#' Multiple Imputation of Flat File Zero-Inflated Count Data
#'
#' The functions impute flat file zero-inflated count data based on a Poisson or negative binomial hurdle model, either using a Bayesian regression or a bootstrap regression approach (appendix: ``\code{.boot}''). Alternatively, a zero-inflated Poisson or NB model can be specified. Hurdle models are mixture models and consist of two model components: the zero model (a binomial GLM), determining, if the observational unit has a zero or non-zero value, and the count model (a zero-truncated Poisson or NB model), determining, what non-zero value the observational unit has.
#' Zero-inflation models are also mixture models and specify a zero model (here a logit model, determining if the observational unit has a ``certain zero'' or not) and a count model (here a Poisson or negative binomial model), determining, what count - both zero and non-zero - the observational unit has. Different sets of covariates (predictors) may be used for the zero and the count models.
#'
#'The functions multiply impute incomplete zero-inflated count data using either the \code{zeroinfl()} function (zero-inflation model) or the \code{hurdle()} function (hurdle model) from package \pkg{pscl} (Zeileis, Kleiber, & Jackman, 2008).
#' Model specification details:
#' \itemize{
#' \item 0 = variable not included in imputation model
#' \item 1 = variable will be included in the zero \emph{and} the count model
#' \item 2 = variable will be included in the count model
#' \item 3 = variable will be included in the zero model
#' }
#' The Bayesian regression variants (see Rubin 1987, p. 169-170) consist of the following steps:
#' \enumerate{
#' \item Fit the model; find bhat, the posterior mean, and V(bhat), the posterior variance of model parameters b
#' \item Draw b* from N(bhat,V(bhat))
#' \item Compute predicted probabilities for observing each count \code{p}
#' \item Draw imputations from observed counts with selection probabilities \code{p}
#' }
#' The bootstrap functions draw a bootstrap sample from \code{y[ry]} and \code{x[ry,]}
#' \enumerate{
#' \item Fit the model to the bootstrap sample
#' \item Compute predicted probabilities for observing each count \code{p}
#' \item Draw imputations from observed counts with selection probabilities \code{p}
#' }
#' @param y Numeric vector with incomplete data
#' @param ry Response pattern of \code{y} (\code{TRUE}=observed, \code{FALSE}=missing)

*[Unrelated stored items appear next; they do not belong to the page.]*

use agnt_llm::stream::Usage;

// ---------------------------------------------------------------------------
// Display types — tool-agnostic rendering protocol
// ---------------------------------------------------------------------------

/// How to display a tool invocation (the input side) to the user.
#[derive(Debug, Clone)]
pub struct ToolCallDisplay {
    /// Short summary, e.g. "Read src/main.rs", "Run `cargo build`".
    pub title: String,
    /// Optional expanded content (e.g. the command, the file content to write).
    pub body: Option<DisplayBody>,
}

/// How to display a tool result (the output side) to the user.
#[derive(Debug, Clone)]
pub struct ToolResultDisplay {
    /// Short summary, e.g. "55 lines", "exit code 0".
    pub title: String,
    /// Optional expanded content (e.g. file contents, command output).
    pub body: Option<DisplayBody>,
}

/// Structured content for display. Frontends can use this to apply
/// syntax highlighting, diff rendering, etc.
#[derive(Debug, Clone)]
pub enum DisplayBody {
    /// Plain text.
    Text(String),
    /// Code with an optional language hint for syntax highlighting.
    Code {
        language: Option<String>,
        content: String,
    },
}

// ---------------------------------------------------------------------------
// Agent events — the render-oriented protocol from agent to UI
// ---------------------------------------------------------------------------

/// Events emitted by the agent during a generation turn.
///
/// A frontend consumes these to update its UI. The events form a protocol:
///
/// ```text
/// UserMessage
/// (TextDelta | ReasoningDelta)*
/// (ToolCallStart (ApprovalRequested)? ToolCallDone)* ← tool loop
/// (TextDelta)*                                        ← follow-up answer
/// FollowUpComplete                                    ← only after a tool loop
/// TurnComplete
/// ```
///
/// `TurnComplete` always ends a turn, whether or not any tools ran.
/// `FollowUpComplete` is an additional signal emitted only when the turn
/// included at least one tool round-trip, so a frontend can distinguish
/// "first answer already satisfied the user" from "answer arrived after
/// doing some work" without inspecting history itself.
#[derive(Debug, Clone)]
pub enum AgentEvent {
    /// The user's message was recorded in conversation history.
    UserMessage { content: String },

    /// A chunk of cumulative assistant text arrived (full text so far).
    TextDelta { delta: String },

    /// A chunk of cumulative reasoning/thinking summary text arrived.
    ReasoningDelta { delta: String },

    /// A tool call has been fully parsed and is about to execute.
    /// Contains a rendered display of the tool's input.
    ToolCallStart {
        id: String,
        display: ToolCallDisplay,
    },

    /// The approval gate is asking the user whether to run a pending tool
    /// call. The frontend must reply with [`crate::approval::Verdict`]
    /// through whatever channel it was given (see `agnt-cli`'s app loop).
    ApprovalRequested {
        id: String,
        tool_name: String,
        display: ToolCallDisplay,
    },

    /// A tool has finished executing. Contains a rendered display of the
    /// result; `ok` is `false` for tool errors and denied approvals alike.
    ToolCallDone {
        id: String,
        display: ToolResultDisplay,
        ok: bool,
    },

    /// A follow-up model request (after at least one tool round-trip in
    /// this turn) produced its terminal text. See the enum doc for how this
    /// differs from `TurnComplete`.
    FollowUpComplete,

    /// The entire turn is complete (no more tool loops).
    TurnComplete { usage: Usage },

    /// The turn was cancelled before reaching a terminal state.
    Cancelled,

    /// An error occurred during the turn.
    Error { error: String },
}
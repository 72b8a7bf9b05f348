use ratatui::Frame;
use ratatui::layout::{Constraint, Layout};
use ratatui::style::{Color, Modifier, Style};
use ratatui::text::{Line, Span, Text};
use ratatui::widgets::Paragraph;

use crate::tui::app::{App, AppState, Role, StreamChunk};
use crate::tui::session_dialog;
use crate::tui::typeahead::ActiveTypeahead;
use crate::typeahead::{TypeaheadItem, TypeaheadMatchSet};

const USER_COLOR: Color = Color::Cyan;
const ASSISTANT_COLOR: Color = Color::Green;
const REASONING_STYLE: Style = Style::new()
    .fg(Color::DarkGray)
    .add_modifier(Modifier::ITALIC);
const DIM: Style = Style::new().fg(Color::DarkGray);
const TYPEAHEAD_HEADER: Style = Style::new().fg(Color::Yellow);
const TYPEAHEAD_ACTIVE: Style = Style::new().fg(Color::Yellow);

pub fn render(frame: &mut Frame, app: &mut App) {
    let area = frame.area();

    let typeahead = app.typeahead_matches();
    let selected_index = app.typeahead_selected_index();
    let typeahead_height = calculate_typeahead_height(typeahead.as_ref());
    let input_height = calculate_input_height(app, area.width);
    let chunks = Layout::vertical([
        Constraint::Min(1),
        Constraint::Length(1), // separator
        Constraint::Length(typeahead_height),
        Constraint::Length(input_height),
    ])
    .split(area);

    render_messages(frame, app, chunks[0]);
    render_separator(frame, chunks[1]);
    render_typeahead(frame, typeahead.as_ref(), selected_index, chunks[2]);
    render_input(frame, app, chunks[3]);

    if app.resume_dialog.is_some() {
        session_dialog::render(frame, app.resume_dialog.as_ref(), area);
    }
}

/// Manually wrap a styled line to fit within `width` columns.
/// Returns one or more Lines that each fit within the width.
fn wrap_line(line: &Line, width: usize) -> Vec<Line<'static>> {
    if width == 0 {
        return vec![Line::raw("")];
    }

    // Flatten all spans into a single list of (char, Style) to handle
    // span boundaries mid-wrap.
    let mut chars: Vec<(char, Style)> = Vec::new();
    for span in &line.spans {
        let style = span.style;
        for ch in span.content.chars() {
            chars.push((ch, style));
        }
    }

    if chars.is_empty() {
        return vec![Line::raw("")];
    }

    let mut result: Vec<Line<'static>> = Vec::new();
    let mut col = 0;
    let mut current_spans: Vec<Span<'static>> = Vec::new();
    let mut current_text = String::new();
    let mut current_style = chars[0].1;

    for (ch, style) in &chars {
        if *style != current_style {
            if !current_text.is_empty() {
                current_spans.push(Span::styled(
                    std::mem::take(&mut current_text),
                    current_style,
                ));
            }
            current_style = *style;
        }

        if col >= width {
            // Flush current line
            if !current_text.is_empty() {
                current_spans.push(Span::styled(
                    std::mem::take(&mut current_text),
                    current_style,
                ));
            }
            result.push(Line::from(std::mem::take(&mut current_spans)));
            col = 0;
        }

        current_text.push(*ch);
        col += 1;
    }

    // Flush remaining
    if !current_text.is_empty() {
        current_spans.push(Span::styled(current_text, current_style));
    }
    if !current_spans.is_empty() {
        result.push(Line::from(current_spans));
    }

    if result.is_empty() {
        result.push(Line::raw(""));
    }

    result
}

fn is_empty_line(line: &Line) -> bool {
    line.spans.iter().all(|span| span.content.is_empty())
}

/// Append styled lines for a slice of [`StreamChunk`]s.
fn render_chunks(chunks: &[StreamChunk], lines: &mut Vec<Line<'static>>) {
    for (i, chunk) in chunks.iter().enumerate() {
        // Blank line between chunks, except consecutive Tool chunks
        // (start + done belong together).
        if i > 0 {
            let prev_is_tool = matches!(chunks[i - 1], StreamChunk::Tool(_));
            let curr_is_tool = matches!(chunk, StreamChunk::Tool(_));
            if !prev_is_tool || !curr_is_tool {
                lines.push(Line::raw(""));
            }
        }

        match chunk {
            StreamChunk::Reasoning(s) => {
                for text_line in s.lines() {
                    lines.push(Line::from(Span::styled(
                        text_line.to_string(),
                        REASONING_STYLE,
                    )));
                }
                if s.ends_with('\n') {
                    lines.push(Line::raw(""));
                }
            }
            StreamChunk::Text(s) => {
                for text_line in s.lines() {
                    lines.push(Line::raw(text_line.to_string()));
                }
                if s.ends_with('\n') {
                    lines.push(Line::raw(""));
                }
            }
            StreamChunk::Tool(s) => {
                lines.push(Line::from(Span::styled(s.clone(), DIM)));
            }
        }
    }
}

/// Build the logical lines for the messages area, then wrap them.
fn build_message_lines(app: &App, width: usize) -> Vec<Line<'static>> {
    let mut logical_lines: Vec<Line> = Vec::new();

    for msg in &app.messages {
        if !logical_lines.is_empty() {
            logical_lines.push(Line::raw(""));
        }

        let (label, color) = match msg.role {
            Role::User => ("You", USER_COLOR),
            Role::Assistant => ("Assistant", ASSISTANT_COLOR),
        };

        logical_lines.push(Line::from(Span::styled(
            label.to_string(),
            Style::default().fg(color).add_modifier(Modifier::BOLD),
        )));

        render_chunks(&msg.chunks, &mut logical_lines);
    }

    // Streaming / typing indicator
    let is_generating = matches!(app.state, AppState::Generating { .. });
    if is_generating || !app.stream_chunks.is_empty() {
        if !logical_lines.is_empty() {
            logical_lines.push(Line::raw(""));
        }
        logical_lines.push(Line::from(Span::styled(
            "Assistant".to_string(),
            Style::default()
                .fg(ASSISTANT_COLOR)
                .add_modifier(Modifier::BOLD),
        )));

        render_chunks(&app.stream_chunks, &mut logical_lines);

        // Blinking cursor (only while generating).
        if is_generating {
            let cursor_char = if app.cursor_blink_on { "█" } else { " " };
            let cursor_span = Span::styled(
                cursor_char.to_string(),
                Style::default().fg(ASSISTANT_COLOR),
            );

            if app.stream_chunks.is_empty() {
                // Nothing yet — cursor on its own line.
                logical_lines.push(Line::from(cursor_span));
            } else {
                // Check if the last chunk ended with a newline or is a Tool
                // line — if so the cursor belongs on a fresh line.
                let needs_new_line = match app.stream_chunks.last() {
                    Some(StreamChunk::Tool(_)) => true,
                    Some(StreamChunk::Text(s) | StreamChunk::Reasoning(s)) => s.ends_with('\n'),
                    None => false,
                };
                let needs_new_line =
                    needs_new_line && !logical_lines.last().is_some_and(is_empty_line);

                if needs_new_line {
                    logical_lines.push(Line::from(cursor_span));
                } else if let Some(last) = logical_lines.last_mut() {
                    let mut spans = last.spans.clone();
                    spans.push(cursor_span);
                    *last = Line::from(spans);
                }
            }
        }
    }

    if logical_lines.is_empty() {
        logical_lines.push(Line::from(Span::styled(
            "Type a message and press Enter to start.".to_string(),
            DIM,
        )));
    }

    // Pre-wrap all lines so rendered height == lines.len()
    logical_lines
        .iter()
        .flat_map(|line| wrap_line(line, width))
        .collect()
}

fn render_messages(frame: &mut Frame, app: &mut App, area: ratatui::layout::Rect) {
    let width = area.width as usize;
    let visible = area.height as usize;
    let mut lines = build_message_lines(app, width);
    let content_height = lines.len();

    // Anchor to bottom: pad top if content is shorter than viewport.
    if content_height < visible {
        let padding = visible - content_height;
        let mut padded = vec![Line::raw(""); padding];
        padded.append(&mut lines);
        lines = padded;
    }

    // Now lines.len() >= visible. Scroll math is exact since we pre-wrapped.
    let total = lines.len();
    let max_scroll = total.saturating_sub(visible);
    let prev_max = app.max_scroll;
    app.max_scroll = max_scroll as u16;

    // If scrolled up and content grew, bump offset to keep viewport stable.
    if app.scroll_offset > 0 && max_scroll > prev_max as usize {
        app.scroll_offset += (max_scroll - prev_max as usize) as u16;
    }
    app.scroll_offset = app.scroll_offset.min(max_scroll as u16);

    // Slice the visible window directly — no Paragraph::scroll needed.
    let scroll = max_scroll - app.scroll_offset as usize;
    let visible_lines = &lines[scroll..scroll + visible.min(total)];

    let text = Text::from(visible_lines.to_vec());
    let messages_widget = Paragraph::new(text);
    frame.render_widget(messages_widget, area);
}

fn render_separator(frame: &mut Frame, area: ratatui::layout::Rect) {
    let line = Line::from(Span::styled("─".repeat(area.width as usize), DIM));
    frame.render_widget(Paragraph::new(line), area);
}

fn render_typeahead(
    frame: &mut Frame,
    active: Option<&ActiveTypeahead>,
    selected_index: usize,
    area: ratatui::layout::Rect,
) {
    if area.height == 0 {
        return;
    }

    let Some(active) = active else {
        return;
    };

    match active {
        ActiveTypeahead::Command(set) => render_match_set(frame, set, selected_index, area),
        ActiveTypeahead::Mention(set) => render_match_set(frame, set, selected_index, area),
    }
}

fn render_input(frame: &mut Frame, app: &App, area: ratatui::layout::Rect) {
    if let Some(pending) = &app.pending_approval {
        let prompt = Text::from(vec![Line::from(vec![
            Span::styled("Run ", DIM),
            Span::styled(pending.tool_name.clone(), Style::default().fg(Color::Yellow)),
            Span::styled("? [y/N] ", DIM),
        ])]);
        frame.render_widget(Paragraph::new(prompt), area);
        return;
    }

    let input_text = if app.input.is_empty() && matches!(app.state, AppState::Idle) {
        Text::from(Span::styled("> Type a message...", DIM))
    } else {
        let mut lines: Vec<Line> = Vec::new();
        for (i, text_line) in app.input.lines().enumerate() {
            let prefix = if i == 0 { "> " } else { "  " };
            lines.push(Line::from(vec![
                Span::styled(prefix, Style::default().fg(Color::DarkGray)),
                Span::raw(text_line.to_string()),
            ]));
        }
        if lines.is_empty() {
            lines.push(Line::from(Span::styled(
                "> ",
                Style::default().fg(Color::DarkGray),
            )));
        }
        Text::from(lines)
    };

    let input_widget = Paragraph::new(input_text);
    frame.render_widget(input_widget, area);

    let inner_width = area.width.saturating_sub(2) as usize;
    let (cursor_row, cursor_col) = cursor_position(&app.input, app.cursor_pos, inner_width);
    frame.set_cursor_position((area.x + 2 + cursor_col as u16, area.y + cursor_row as u16));
}

fn calculate_typeahead_height(active: Option<&ActiveTypeahead>) -> u16 {
    let Some(active) = active else {
        return 0;
    };

    let match_count = match active {
        ActiveTypeahead::Command(set) => set.matches.len(),
        ActiveTypeahead::Mention(set) => set.matches.len(),
    };

    // Header + up to 4 matches.
    if match_count == 0 {
        2
    } else {
        (1 + match_count.min(4)) as u16
    }
}

fn render_match_set<T: TypeaheadItem>(
    frame: &mut Frame,
    set: &TypeaheadMatchSet<T>,
    selected_index: usize,
    area: ratatui::layout::Rect,
) {
    let header = if set.query.is_empty() {
        "Suggestions".to_string()
    } else {
        format!("Suggestions for `{}`", set.query)
    };
    let mut lines = vec![Line::from(Span::styled(header, TYPEAHEAD_HEADER))];

    let max_items = area.height.saturating_sub(1) as usize;
    if set.matches.is_empty() {
        let status = if set.loading && set.show_loading {
            match set.leader {
                '@' => {
                    if set.query.is_empty() {
                        "  indexing files..."
                    } else {
                        "  searching..."
                    }
                }
                _ => "  loading...",
            }
        } else if set.loading {
            "  "
        } else {
            "  no matches"
        };
        lines.push(Line::from(Span::styled(status, DIM)));
    } else {
        for (index, item) in set.matches.iter().take(max_items).enumerate() {
            let marker = if index == selected_index {
                "› "
            } else {
                "  "
            };
            let token = item.token_text();
            let token_style = if index == selected_index {
                TYPEAHEAD_ACTIVE
            } else {
                Style::default()
            };

            let mut spans = vec![Span::styled(marker, DIM), Span::styled(token, token_style)];

            if let Some(description) = item.description() {
                spans.push(Span::styled(format!("  {description}"), DIM));
            }

            lines.push(Line::from(spans));
        }
    }

    frame.render_widget(Paragraph::new(Text::from(lines)), area);
}

fn calculate_input_height(app: &App, width: u16) -> u16 {
    let inner_width = width.saturating_sub(2).max(1) as usize;
    let line_count = if app.input.is_empty() {
        1
    } else {
        app.input
            .lines()
            .map(|line| {
                let len = line.len().max(1);
                len.div_ceil(inner_width) as u16
            })
            .sum::<u16>()
            .max(1)
    };
    line_count.clamp(2, 8)
}

fn cursor_position(input: &str, byte_pos: usize, width: usize) -> (usize, usize) {
    let width = width.max(1);
    let before_cursor = &input[..byte_pos.min(input.len())];
    let mut row = 0;
    let mut col = 0;

    for ch in before_cursor.chars() {
        if ch == '\n' {
            row += 1;
            col = 0;
        } else {
            col += 1;
            if col >= width {
                row += 1;
                col = 0;
            }
        }
    }

    (row, col)
}
pub mod agent;
pub mod approval;
pub mod error;
pub mod event;
pub mod history;
pub mod tool;
pub mod tools;

pub use agent::{Agent, AgentStream, ConversationState};
pub use approval::{ApprovalMode, Verdict};
pub use error::Error;
pub use event::{AgentEvent, DisplayBody, ToolCallDisplay, ToolResultDisplay};
pub use history::{Entry, History, HistoryConfig};
pub use tool::{ErasedTool, Tool, ToolOutcome, ToolOutput};
pub use tools::{ExecuteCommandTool, ListDirectoryTool, PatchFileTool, ReadTool, WriteTool};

#' @param x matrix with \code{length(y)} rows containing complete covariates
#' @param type vector of length \code{ncol(x)} determining the imputation model; \code{type} is automatically extracted from the \code{predictorMatrix} argument of \code{mice()}.
#' @param wy Logical vector of length \code{length(y)}. A \code{TRUE} value indicates locations in \code{y} for which imputations are created. Default is \code{!ry}
#' @return vector with imputations
#' @aliases mice.impute.hnb mice.impute.hnb.boot mice.impute.hp mice.impute.hp.boot
#' @aliases mice.impute.zinb mice.impute.zinb.boot mice.impute.zip mice.impute.zip.boot
#' @author Kristian Kleinke
#' @references
#' \itemize{
#' \item Kleinke, K., & Reinecke, J. (2013a). Multiple Imputation of incomplete zero-inflated count data. \emph{Statistica Neerlandica}, available from \url{http://onlinelibrary.wiley.com/doi/10.1111/stan.12009/abstract}.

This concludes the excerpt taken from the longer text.